Glacier Ridge and Whaleback: It’s been five years since I climbed Whaleback, one of the cooler peaks in the High Seirra, especially when viewed from Big Wet Meadow. I’ve yet to stand atop Glacier Ridge and see the excellent view of the Great Western Divide from its lofty perch.
Centennial Peak and Colby Lake: Perhaps I’ll find my way up to Centennial Peak and the shores of Colby Lake as part of a two day fastpack including Glacier Ridge and Whaleback.
Deerhorn and West/East Vidette:Deerhorn is a fine looking mountain at the head of Vidette Creek with an excellent perspective on the Ericsson Crags. The Videttes are well positioned for spectacular 360 degree vistas. For access I’ll likely make the familiar run up Bubbs Creek from Road’s End, which was closed for the second half of the summer last year due to the Rough Fire.
Dumbell Basin and Lake Basin: I enjoyed the fastpack through Lake Basin last year and look forward to exploring Dumbell Basin and the remote lakes west of Observation Peak.
Scylla and Solomons:Some remote peaks above Ionian Basin that I still have not climbed.

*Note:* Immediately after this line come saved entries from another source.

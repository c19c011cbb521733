use crate::results::MastermindError;
use rand::Rng;
use std::fmt;
use std::result::Result;

#[cfg(feature = "serde")]
use serde::{Deserialize, Serialize};

/// A single color, represented by its index in the palette.
pub type Color = u8;

/// The largest supported palette. Colors are typed as single digits, so this is capped at 10.
pub const MAX_PALETTE_SIZE: u8 = 10;

/// The longest supported code.
pub const MAX_CODE_LENGTH: usize = 16;

/// An ordered sequence of colors, used both for the secret and for guesses.
///
/// Codes may contain the same color more than once.
#[derive(Clone, Debug, PartialEq, Eq, Hash, PartialOrd, Ord)]
#[cfg_attr(feature = "serde", derive(Serialize, Deserialize))]
pub struct Code(Vec<Color>);

impl Code {
    /// Constructs a code from the given colors.
    pub fn new(colors: Vec<Color>) -> Code {
        Code(colors)
    }

    /// Constructs a code of the given length where every position holds `color`.
    pub fn monochrome(color: Color, length: usize) -> Code {
        Code(vec![color; length])
    }

    /// The number of positions in this code.
    pub fn len(&self) -> usize {
        self.0.len()
    }

    pub fn is_empty(&self) -> bool {
        self.0.is_empty()
    }

    /// The colors in this code, in positional order.
    pub fn colors(&self) -> &[Color] {
        &self.0
    }

    pub(crate) fn set(&mut self, index: usize, color: Color) {
        self.0[index] = color;
    }
}

impl From<Vec<Color>> for Code {
    fn from(colors: Vec<Color>) -> Code {
        Code(colors)
    }
}

impl<const N: usize> From<[Color; N]> for Code {
    fn from(colors: [Color; N]) -> Code {
        Code(colors.to_vec())
    }
}

impl fmt::Display for Code {
    fn fmt(&self, f: &mut fmt::Formatter<'_>) -> fmt::Result {
        for color in &self.0 {
            write!(f, "{}", color)?;
        }
        Ok(())
    }
}

/// The shape of a game: how long codes are, and how many colors may be used.
#[derive(Clone, Copy, Debug, PartialEq, Eq)]
#[cfg_attr(feature = "serde", derive(Serialize, Deserialize))]
pub struct GameRules {
    code_length: usize,
    palette_size: u8,
}

impl Default for GameRules {
    /// Four positions, six colors.
    fn default() -> Self {
        GameRules {
            code_length: 4,
            palette_size: 6,
        }
    }
}

impl GameRules {
    /// Constructs a new set of rules.
    ///
    /// Returns [`MastermindError::InvalidRules`] if either value is zero, or if they exceed
    /// [`MAX_CODE_LENGTH`] or [`MAX_PALETTE_SIZE`] respectively.
    ///
    /// ```
    /// use rs_mastermind_solver::GameRules;
    ///
    /// let rules = GameRules::new(5, 7).unwrap();
    /// assert_eq!(rules.code_length(), 5);
    /// assert!(GameRules::new(0, 6).is_err());
    /// ```
    pub fn new(code_length: usize, palette_size: u8) -> Result<GameRules, MastermindError> {
        if code_length == 0
            || code_length > MAX_CODE_LENGTH
            || palette_size == 0
            || palette_size > MAX_PALETTE_SIZE
        {
            return Err(MastermindError::InvalidRules);
        }
        Ok(GameRules {
            code_length,
            palette_size,
        })
    }

    pub fn code_length(&self) -> usize {
        self.code_length
    }

    pub fn palette_size(&self) -> u8 {
        self.palette_size
    }

    /// Iterates over every color in the palette, in order.
    pub fn colors(&self) -> impl Iterator<Item = Color> {
        0..self.palette_size
    }

    /// The largest number of guesses the [`AdaptiveGuesser`](crate::AdaptiveGuesser) may need
    /// for these rules.
    pub fn adaptive_guess_bound(&self) -> u32 {
        let palette_size = self.palette_size as u32;
        palette_size + self.code_length as u32 * palette_size
    }

    /// Generates a code with each position chosen uniformly at random from the palette.
    pub fn random_code<R: Rng + ?Sized>(&self, rng: &mut R) -> Code {
        Code(
            (0..self.code_length)
                .map(|_| rng.gen_range(0..self.palette_size))
                .collect(),
        )
    }

    /// Checks that the code has the right length and only uses colors from the palette.
    pub fn validate(&self, code: &Code) -> Result<(), MastermindError> {
        if code.len() != self.code_length {
            return Err(MastermindError::CodeLength(self.code_length));
        }
        if let Some(color) = code.colors().iter().find(|color| **color >= self.palette_size) {
            return Err(MastermindError::InvalidColor(char::from(b'0' + *color % 10)));
        }
        Ok(())
    }

    /// Parses a code typed as a string of digits, e.g. `"0123"`.
    ///
    /// Surrounding whitespace is ignored.
    ///
    /// ```
    /// use rs_mastermind_solver::{Code, GameRules, MastermindError};
    ///
    /// let rules = GameRules::default();
    /// assert_eq!(rules.parse_code(" 0512 "), Ok(Code::from([0, 5, 1, 2])));
    /// assert_eq!(rules.parse_code("0612"), Err(MastermindError::InvalidColor('6')));
    /// assert_eq!(rules.parse_code("012"), Err(MastermindError::CodeLength(4)));
    /// ```
    pub fn parse_code(&self, input: &str) -> Result<Code, MastermindError> {
        let input = input.trim();
        let colors = input
            .chars()
            .map(|digit| match digit.to_digit(10) {
                Some(value) if value < self.palette_size as u32 => Ok(value as Color),
                _ => Err(MastermindError::InvalidColor(digit)),
            })
            .collect::<Result<Vec<Color>, MastermindError>>()?;
        if colors.len() != self.code_length {
            return Err(MastermindError::CodeLength(self.code_length));
        }
        Ok(Code(colors))
    }

    /// Returns every possible code for these rules, in lexicographic order.
    pub fn all_codes(&self) -> Vec<Code> {
        let mut codes = vec![Code(Vec::with_capacity(self.code_length))];
        for _ in 0..self.code_length {
            codes = codes
                .iter()
                .flat_map(|prefix| {
                    self.colors().map(move |color| {
                        let mut colors = prefix.0.clone();
                        colors.push(color);
                        Code(colors)
                    })
                })
                .collect();
        }
        codes
    }
}
use crate::code::{Code, Color, GameRules};
use crate::engine::Guesser;
use crate::results::Feedback;
use log::{debug, warn};
use rand::rngs::StdRng;
use rand::seq::SliceRandom;
use rand::{Rng, SeedableRng};

#[cfg(feature = "serde")]
use serde::{Deserialize, Serialize};

/// The stage of the [`AdaptiveGuesser`].
#[derive(Clone, Copy, Debug, PartialEq, Eq)]
#[cfg_attr(feature = "serde", derive(Serialize, Deserialize))]
pub enum Phase {
    /// Guessing one monochrome code per color to learn which colors the secret holds.
    Discovering,
    /// Finding the position of each discovered color, one position at a time.
    Locking,
    /// The secret has been found. The last guess is repeated.
    Solved,
    /// The feedback could not be reconciled with the secret. Random codes are guessed.
    FallbackRandom,
}

/// Everything the [`AdaptiveGuesser`] knows about the current round.
#[derive(Clone, Debug, PartialEq, Eq)]
#[cfg_attr(feature = "serde", derive(Serialize, Deserialize))]
pub struct SolverState {
    phase: Phase,
    /// The colors known to be in the secret and not yet locked, one entry per occurrence. Once
    /// locking starts this is shuffled, and its order is the order candidates are tried in.
    discovered: Vec<Color>,
    /// The color of the latest monochrome guess.
    trial_color: Option<Color>,
    /// Pads every position that isn't locked or being tested.
    filler: Option<Color>,
    /// Every position before this one holds the secret's color.
    lock_index: usize,
    /// Index into `discovered` of the candidate being tried at `lock_index`.
    confidence_index: usize,
    /// Colors already ruled out at `lock_index`.
    rejected: Vec<Color>,
    /// The code being assembled while locking.
    working: Code,
    guesses: Vec<Code>,
}

impl SolverState {
    fn new() -> SolverState {
        SolverState {
            phase: Phase::Discovering,
            discovered: Vec::new(),
            trial_color: None,
            filler: None,
            lock_index: 0,
            confidence_index: 0,
            rejected: Vec::new(),
            working: Code::new(Vec::new()),
            guesses: Vec::new(),
        }
    }

    pub fn phase(&self) -> Phase {
        self.phase
    }

    /// The discovered colors that have not been locked into a position yet.
    pub fn discovered(&self) -> &[Color] {
        &self.discovered
    }

    pub fn filler(&self) -> Option<Color> {
        self.filler
    }

    pub fn lock_index(&self) -> usize {
        self.lock_index
    }

    pub fn confidence_index(&self) -> usize {
        self.confidence_index
    }

    /// Every code guessed so far, in order.
    pub fn guesses(&self) -> &[Code] {
        &self.guesses
    }

    fn count_discovered(&self, color: Color) -> usize {
        self.discovered.iter().filter(|c| **c == color).count()
    }

    /// Whether this state could have been reached by a guesser playing under `rules`.
    fn fits(&self, rules: &GameRules) -> bool {
        let code_length = rules.code_length();
        let in_palette = |color: &Color| *color < rules.palette_size();
        self.guesses.iter().all(|guess| guess.len() == code_length)
            && (self.working.is_empty() || self.working.len() == code_length)
            && self.discovered.len() + self.lock_index <= code_length
            && self.discovered.iter().all(in_palette)
            && self.trial_color.iter().all(in_palette)
            && self.filler.iter().all(in_palette)
    }
}

/// Finds the secret without searching the space of codes.
///
/// The guesser first sends one monochrome code per palette color. The total feedback for each one
/// is the number of times that color occurs in the secret. Once every color of the secret is
/// known, it picks a filler color that isn't in the secret and determines the secret one position
/// at a time: each guess keeps the positions already found, tries one candidate color at the next
/// position, and pads the rest with the filler. An exact match count above the number of locked
/// positions confirms the candidate.
///
/// For rules with palette size `P` and code length `L`, this needs at most `P + L × P` guesses.
///
/// ```
/// use rs_mastermind_solver::{
///     play_game_with_guesser, AdaptiveGuesser, Code, GameResult, GameRules,
/// };
///
/// let rules = GameRules::default();
/// let guesser = AdaptiveGuesser::seeded(rules, 7);
///
/// let result = play_game_with_guesser(&Code::from([0, 0, 1, 2]), 30, guesser).unwrap();
///
/// assert!(matches!(result, GameResult::Success(_)));
/// assert_eq!(result.guesses().last(), Some(&Code::from([0, 0, 1, 2])));
/// ```
pub struct AdaptiveGuesser<R = StdRng> {
    rules: GameRules,
    state: SolverState,
    rng: R,
}

impl AdaptiveGuesser<StdRng> {
    /// Constructs a guesser for a new round, seeded from the operating system.
    pub fn new(rules: GameRules) -> AdaptiveGuesser<StdRng> {
        AdaptiveGuesser::with_rng(rules, StdRng::from_entropy())
    }

    /// Constructs a guesser that makes the same guesses every time for the same secret.
    pub fn seeded(rules: GameRules, seed: u64) -> AdaptiveGuesser<StdRng> {
        AdaptiveGuesser::with_rng(rules, StdRng::seed_from_u64(seed))
    }
}

impl<R: Rng> AdaptiveGuesser<R> {
    /// Constructs a guesser for a new round that draws randomness from `rng`.
    pub fn with_rng(rules: GameRules, rng: R) -> AdaptiveGuesser<R> {
        AdaptiveGuesser::from_state(rules, SolverState::new(), rng)
    }

    /// Resumes a round from a previously captured state.
    ///
    /// The state must come from a guesser playing under the same `rules`. If it doesn't fit them,
    /// the guesser logs a warning and falls back to random guesses.
    pub fn from_state(rules: GameRules, state: SolverState, rng: R) -> AdaptiveGuesser<R> {
        let fits_rules = state.phase == Phase::FallbackRandom || state.fits(&rules);
        let mut guesser = AdaptiveGuesser { rules, state, rng };
        if !fits_rules {
            guesser.fall_back("the state was captured under different rules");
        }
        guesser
    }

    pub fn state(&self) -> &SolverState {
        &self.state
    }

    fn select_guess(&mut self, history: &[Feedback]) -> Code {
        if matches!(self.state.phase, Phase::Discovering | Phase::Locking)
            && !self.state.guesses.is_empty()
        {
            match history.last() {
                Some(feedback) if history.len() == self.state.guesses.len() => {
                    debug!("Feedback: {}", feedback);
                    if feedback.is_solved(self.rules.code_length()) {
                        self.state.phase = Phase::Solved;
                    } else {
                        self.absorb_feedback(feedback);
                    }
                }
                _ => self.fall_back(&format!(
                    "expected {} feedback entries, got {}",
                    self.state.guesses.len(),
                    history.len()
                )),
            }
        }
        match self.state.phase {
            Phase::Discovering => self.next_discovery_guess(),
            Phase::Locking => self.next_locking_guess(),
            Phase::Solved => self
                .state
                .guesses
                .last()
                .cloned()
                .unwrap_or_else(|| self.rules.random_code(&mut self.rng)),
            Phase::FallbackRandom => self.rules.random_code(&mut self.rng),
        }
    }

    fn absorb_feedback(&mut self, feedback: &Feedback) {
        match self.state.phase {
            Phase::Discovering => self.absorb_discovery_feedback(feedback),
            Phase::Locking => self.absorb_locking_feedback(feedback),
            Phase::Solved | Phase::FallbackRandom => {}
        }
    }

    fn absorb_discovery_feedback(&mut self, feedback: &Feedback) {
        let Some(trial_color) = self.state.trial_color else {
            return;
        };
        let code_length = self.rules.code_length();
        self.state
            .discovered
            .extend(std::iter::repeat(trial_color).take(feedback.total()));
        debug!("Possible values: {:?}", self.state.discovered);
        if self.state.discovered.len() > code_length {
            self.fall_back("discovered more colors than the code holds");
        } else if self.state.discovered.len() == code_length {
            self.start_locking();
        }
    }

    fn next_discovery_guess(&mut self) -> Code {
        let next_color = self.state.trial_color.map_or(0, |color| color + 1);
        if next_color >= self.rules.palette_size() {
            self.fall_back("palette exhausted before every color was found");
            return self.rules.random_code(&mut self.rng);
        }
        self.state.trial_color = Some(next_color);
        Code::monochrome(next_color, self.rules.code_length())
    }

    fn start_locking(&mut self) {
        let discovered = &self.state.discovered;
        // When every palette color is in the secret, pad with the most common one and account
        // for its remaining occurrences when reading the feedback.
        let filler = match self.rules.colors().find(|color| !discovered.contains(color)) {
            Some(absent) => absent,
            None => self
                .rules
                .colors()
                .max_by_key(|color| self.state.count_discovered(*color))
                .unwrap_or(0),
        };
        self.state.discovered.shuffle(&mut self.rng);
        self.state.filler = Some(filler);
        self.state.lock_index = 0;
        self.state.confidence_index = 0;
        self.state.rejected.clear();
        self.state.working = Code::monochrome(filler, self.rules.code_length());
        self.state.phase = Phase::Locking;
        debug!(
            "Locking with filler {} and trial order {:?}",
            filler, self.state.discovered
        );
    }

    fn absorb_locking_feedback(&mut self, feedback: &Feedback) {
        let Some(filler) = self.state.filler else {
            return;
        };
        let lock_index = self.state.lock_index;
        if lock_index >= self.rules.code_length() {
            self.fall_back("every position is locked but the code was wrong");
            return;
        }
        let candidate = self.state.working.colors()[lock_index];
        // Unlocked positions past `lock_index` hold the filler, so they contribute exactly the
        // filler's remaining count, less one if the filler belongs at `lock_index`.
        let delta = feedback.exact as isize
            - lock_index as isize
            - self.state.count_discovered(filler) as isize;
        match delta {
            1 => self.lock(candidate),
            -1 => {
                self.state.working.set(lock_index, filler);
                self.lock(filler);
            }
            0 => {
                self.state.rejected.push(candidate);
                self.state.confidence_index += 1;
            }
            _ => self.fall_back("feedback does not match any candidate"),
        }
    }

    fn lock(&mut self, color: Color) {
        match self.state.discovered.iter().position(|c| *c == color) {
            Some(index) => {
                self.state.discovered.remove(index);
                self.state.lock_index += 1;
                self.state.confidence_index = 0;
                self.state.rejected.clear();
                debug!(
                    "Locked {} at position {}. Possible values: {:?}",
                    color,
                    self.state.lock_index - 1,
                    self.state.discovered
                );
            }
            None => self.fall_back("locked a color that was not discovered"),
        }
    }

    fn next_locking_guess(&mut self) -> Code {
        let code_length = self.rules.code_length();
        let Some(filler) = self.state.filler else {
            self.fall_back("locking started without a filler");
            return self.rules.random_code(&mut self.rng);
        };
        while self.state.phase == Phase::Locking {
            debug!(
                "confidence_index {}, lock_index {}",
                self.state.confidence_index, self.state.lock_index
            );
            if self.state.lock_index == code_length {
                return self.state.working.clone();
            }
            let state = &mut self.state;
            while state.confidence_index < state.discovered.len() {
                let candidate = state.discovered[state.confidence_index];
                if candidate != filler && !state.rejected.contains(&candidate) {
                    break;
                }
                state.confidence_index += 1;
            }
            if state.confidence_index < state.discovered.len() {
                let candidate = state.discovered[state.confidence_index];
                state.working.set(state.lock_index, candidate);
                return state.working.clone();
            }
            if state.discovered.contains(&filler) {
                // Only the filler is left for this position.
                state.working.set(state.lock_index, filler);
                self.lock(filler);
            } else {
                self.fall_back("ran out of candidates for a position");
            }
        }
        self.rules.random_code(&mut self.rng)
    }

    fn fall_back(&mut self, reason: &str) {
        warn!("Falling back to random guesses: {}.", reason);
        self.state.phase = Phase::FallbackRandom;
    }
}

impl<R: Rng> Guesser for AdaptiveGuesser<R> {
    fn next_guess(&mut self, history: &[Feedback]) -> Option<Code> {
        let guess = self.select_guess(history);
        self.state.guesses.push(guess.clone());
        Some(guess)
    }
}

It’s always fun passing through Evolution Basin and exploring the desolate lakes of Ionian Basin.
Tunemah Lake and Finger Peak:Tunemah Lake and nearby Lake 10548 are some of the most remote lakes in the Sierra which in itself is intriguing to me. It helps that the lakes have a beautiful view overlooking the Middle Fork Kings Canyon. This seldom-visited area is definitely worthy of fastpack.
Glacier Divide, Goethe and Pavillion Dome:Glacier Divide has a nice position for views into Evolution Basin on one side and Humpreys Basin on the other. Pavillion Dome is at the end of the divide and promises to have excellent views looking down at Piute Canyon and Goddard Canyon.
State Peak: I was hoping to climb State Peak on my return from Marion Peak in 2014 but ran out of time. State Peak should have an excellent vista looking down the Murro Blanco and the peaks of the Cirque Crest. The route to the peak should also give me a refresher on the climb out of Road’s End which is the start of the Sierra High Route.
Fiske, Warlow and Spencer – Evolution Basin:A collection of peaks to do in Evolution Basin that I haven’t done yet.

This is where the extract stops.